En d'autres termes, la culture est l'univers humanisé que se crée, consciemment ou inconsciemment, une collectivité. C'est la présentation par la collectivité de son passé et de son projet d'avenir, de ses institutions et de ses créations typiques, de ses habitudes et des ses croyances et de ses comportements caractéristiques, de sa manière originale de communiquer, de travailler... En un mot, la culture désigne la manière de se comporter d'une collectivité et de chacun de ses membres, de penser, de juger, de se percevoir et de percevoir.

Le message évangélique

Arrivé à ce point, il est bon aussi d'affirmer d'emblée la distinction radicale du message évangélique d'avec toute culture. En effet, la foi au Christ n'est pas le produit d'aucune culture, elle tire son origine d'une révélation de Dieu (Jn 1, 13). La foi ne peut jamais s'identifier exclusivement à aucune culture. Saint Paul déjà prêchait la radicale distinction de cette vérité de foi d'avec les cultures de son temps (I Co 1, 22-23). Donc l'Eglise ne s'identifie à aucune culture même pas à la culture occidentale à laquelle elle est liée par son histoire.

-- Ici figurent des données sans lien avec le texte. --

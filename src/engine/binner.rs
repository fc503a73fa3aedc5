//! Heat map binning.
//!
//! One [`InfluenceRegion`] per located record, in input order. The radius is
//! fixed per call; magnitude is carried by the tier color, so dense clusters
//! of nearby points compound into hot spots on their own. The marker size is
//! a separate encoding derived from the same tier.

use tracing::debug;

use crate::engine::bucket::{Tier, ThresholdTable};
use crate::engine::types::{InfluenceRegion, MarkerSize};
use crate::error::{EngineError, Result};
use crate::model::{SignalKind, SignalRecord};

/// Default influence radius in map percentage points.
pub const DEFAULT_RADIUS: f64 = 40.0;

/// Marker size for a record's tier.
///
/// Score-bucketed records shrink as the score improves: top tier small,
/// lowest tier large. Severity-ranked records grow with severity.
pub fn marker_size(record: &SignalRecord, tier: &Tier, table: &ThresholdTable) -> MarkerSize {
    match &record.kind {
        SignalKind::RouteScore(_) => {
            if tier.rank == table.highest_rank() {
                MarkerSize::Small
            } else if tier.rank == 0 {
                MarkerSize::Large
            } else {
                MarkerSize::Medium
            }
        }
        _ => match tier.rank {
            r if r >= 3 => MarkerSize::Large,
            2 => MarkerSize::Medium,
            _ => MarkerSize::Small,
        },
    }
}

/// Maps every well-formed record with coordinates to an influence region.
///
/// # Errors
///
/// Returns [`EngineError::InvalidRadius`] when `radius` is negative or not
/// finite.
pub fn bin<'a, I>(records: I, radius: f64, table: &ThresholdTable) -> Result<Vec<InfluenceRegion>>
where
    I: IntoIterator<Item = &'a SignalRecord>,
{
    if !radius.is_finite() || radius < 0.0 {
        return Err(EngineError::InvalidRadius(radius));
    }

    let mut unlocated = 0usize;
    let mut regions = Vec::new();

    for record in records {
        if !record.is_well_formed() {
            debug!(id = %record.id, "Excluding malformed record from heat map");
            continue;
        }

        let Some(center) = record.coordinates else {
            unlocated += 1;
            continue;
        };

        if !center.in_bounds() {
            debug!(id = %record.id, x = center.x, y = center.y, "Record lies outside the map");
        }

        let tier = record.tier(table);
        let marker = marker_size(record, &tier, table);
        regions.push(InfluenceRegion {
            record_id: record.id.clone(),
            center,
            radius,
            tier,
            marker,
        });
    }

    debug!(regions = regions.len(), unlocated, "Heat map binned");
    Ok(regions)
}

Cependant, une fois affirmé ce principe de distinction, il ne faut pas croire qu'entre l'Evangile et les cultures, il y a purement et simplement séparation et dissociation. Si c'est le cas ce n'est plus la peine de parler d'inculturation. Le Christ Lui-même a vécu dans une culture particulière et tout au long de l'histoire l'Eglise s'est incarnée dans des milieux socioculturels déterminés. En quoi consiste alors l'inculturation ?

c. Processus de l'inculturation.

Je n'hésite pas à souligner, d'emblée, que c'est un processus très complexe. Ce n'est pas la réception mimétique du christianisme.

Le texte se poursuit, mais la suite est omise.